Как выяснилось, мы долго и тщательно боролись за совершенство техническое, за качественную аппаратуру и благородный звук, совершенно позабыв о еще одной изначальной вещи: о необходимости постоянно совершенствовать душу артиста. Ибо честно, «вживую» петь о душе получится только у того, кто тренирует, «распевает» эту душу каждодневно, кто развивает в себе чувства, а не просто бахвалится ими.
И никакая техника и пестрота не заменят этого состояния, этой энергии, которая исходит от артиста.

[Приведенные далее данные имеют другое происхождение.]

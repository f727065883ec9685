//! Revenue captured for an investment.

use chrono::{DateTime, NaiveDate, Utc};
use sea_orm::entity::{ActiveValue, prelude::*};
use serde::{Deserialize, Serialize};
use uuid::Uuid;

use crate::{
    EngineError, Money,
    util::{parse_optional_uuid, parse_uuid},
};

/// Granularity the captured amount refers to.
#[derive(Clone, Copy, Debug, Default, PartialEq, Eq, Serialize, Deserialize)]
#[serde(rename_all = "snake_case")]
pub enum PeriodType {
    #[default]
    Day,
    Week,
}

impl PeriodType {
    pub fn as_str(self) -> &'static str {
        match self {
            Self::Day => "day",
            Self::Week => "week",
        }
    }
}

impl TryFrom<&str> for PeriodType {
    type Error = EngineError;

    fn try_from(value: &str) -> Result<Self, Self::Error> {
        match value {
            "day" => Ok(Self::Day),
            "week" => Ok(Self::Week),
            other => Err(EngineError::Validation(format!(
                "invalid period type: {other}"
            ))),
        }
    }
}

/// A single return of an investment. Owned exclusively by its investment.
#[derive(Clone, Debug, PartialEq, Eq, Serialize, Deserialize)]
pub struct InvestmentReturn {
    pub id: Uuid,
    pub investment_id: Uuid,
    pub amount: Money,
    pub return_date: NaiveDate,
    pub period_type: PeriodType,
    pub comment: Option<String>,
    /// Account that received the money, if any.
    pub account_id: Option<Uuid>,
    pub created_at: DateTime<Utc>,
    pub updated_at: DateTime<Utc>,
}

#[derive(Clone, Debug, PartialEq, DeriveEntityModel)]
#[sea_orm(table_name = "investment_returns")]
pub struct Model {
    #[sea_orm(primary_key, auto_increment = false)]
    pub id: String,
    pub investment_id: String,
    pub amount_minor: i64,
    pub return_date: Date,
    pub period_type: String,
    pub comment: Option<String>,
    pub account_id: Option<String>,
    pub created_at: DateTimeUtc,
    pub updated_at: DateTimeUtc,
}

#[derive(Copy, Clone, Debug, EnumIter, DeriveRelation)]
pub enum Relation {
    #[sea_orm(
        belongs_to = "super::investments::Entity",
        from = "Column::InvestmentId",
        to = "super::investments::Column::Id",
        on_update = "NoAction",
        on_delete = "Cascade"
    )]
    Investment,
}

impl Related<super::investments::Entity> for Entity {
    fn to() -> RelationDef {
        Relation::Investment.def()
    }
}

impl ActiveModelBehavior for ActiveModel {}

impl From<&InvestmentReturn> for ActiveModel {
    fn from(ret: &InvestmentReturn) -> Self {
        Self {
            id: ActiveValue::Set(ret.id.to_string()),
            investment_id: ActiveValue::Set(ret.investment_id.to_string()),
            amount_minor: ActiveValue::Set(ret.amount.cents()),
            return_date: ActiveValue::Set(ret.return_date),
            period_type: ActiveValue::Set(ret.period_type.as_str().to_string()),
            comment: ActiveValue::Set(ret.comment.clone()),
            account_id: ActiveValue::Set(ret.account_id.map(|id| id.to_string())),
            created_at: ActiveValue::Set(ret.created_at),
            updated_at: ActiveValue::Set(ret.updated_at),
        }
    }
}

impl TryFrom<Model> for InvestmentReturn {
    type Error = EngineError;

    fn try_from(model: Model) -> Result<Self, Self::Error> {
        Ok(Self {
            id: parse_uuid(&model.id, "investment return")?,
            investment_id: parse_uuid(&model.investment_id, "investment")?,
            amount: Money::new(model.amount_minor),
            return_date: model.return_date,
            period_type: PeriodType::try_from(model.period_type.as_str())?,
            comment: model.comment,
            account_id: parse_optional_uuid(model.account_id.as_deref(), "account")?,
            created_at: model.created_at,
            updated_at: model.updated_at,
        })
    }
}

И никакие дети, вооруженные аккуратными, одинаково скроенными флажками явно не кустарного производства -- желто-голубые прямоугольники с ликом крылатой Билык в центр -- не заменят энергии зала. И никакие темнокожие танцоры и разукрашенные танцовщицы в количестве «чуть меньше, чем у Поплавского», никакие ежепесенные переодевания (а костюмы были хорошие!) не создадут атмосферы праздника, если нет этого праздника в душе артиста. Никакие постановочные хоумвидео с поцелуйчиками и последующими раздеваниями и катаниями по полу не заменят настоящих страстей, бушующих на сцене.
Все это тонкие материи, конечно. И впечатление от концерта -- двойственно. С точки зрения шоу-бизнеса, одержана победа, безусловно. С точки зрения поп-искусства -- нет. Дети, которые выросли на И. Б. и для которых она уже -- реальная икона, -- орали и визжали почище, чем на Киркорове. Люди постарше глядели на все происходящее с интересом, они были оглушены и потрясены, но они не почувствовали того главного, к чему их приучили и с чем они привыкли уходить после концерта, -- с тем самым послевкусием, которым так хвалились в былые годы наш театр и наша эстрада. Все-таки не зря хвалились.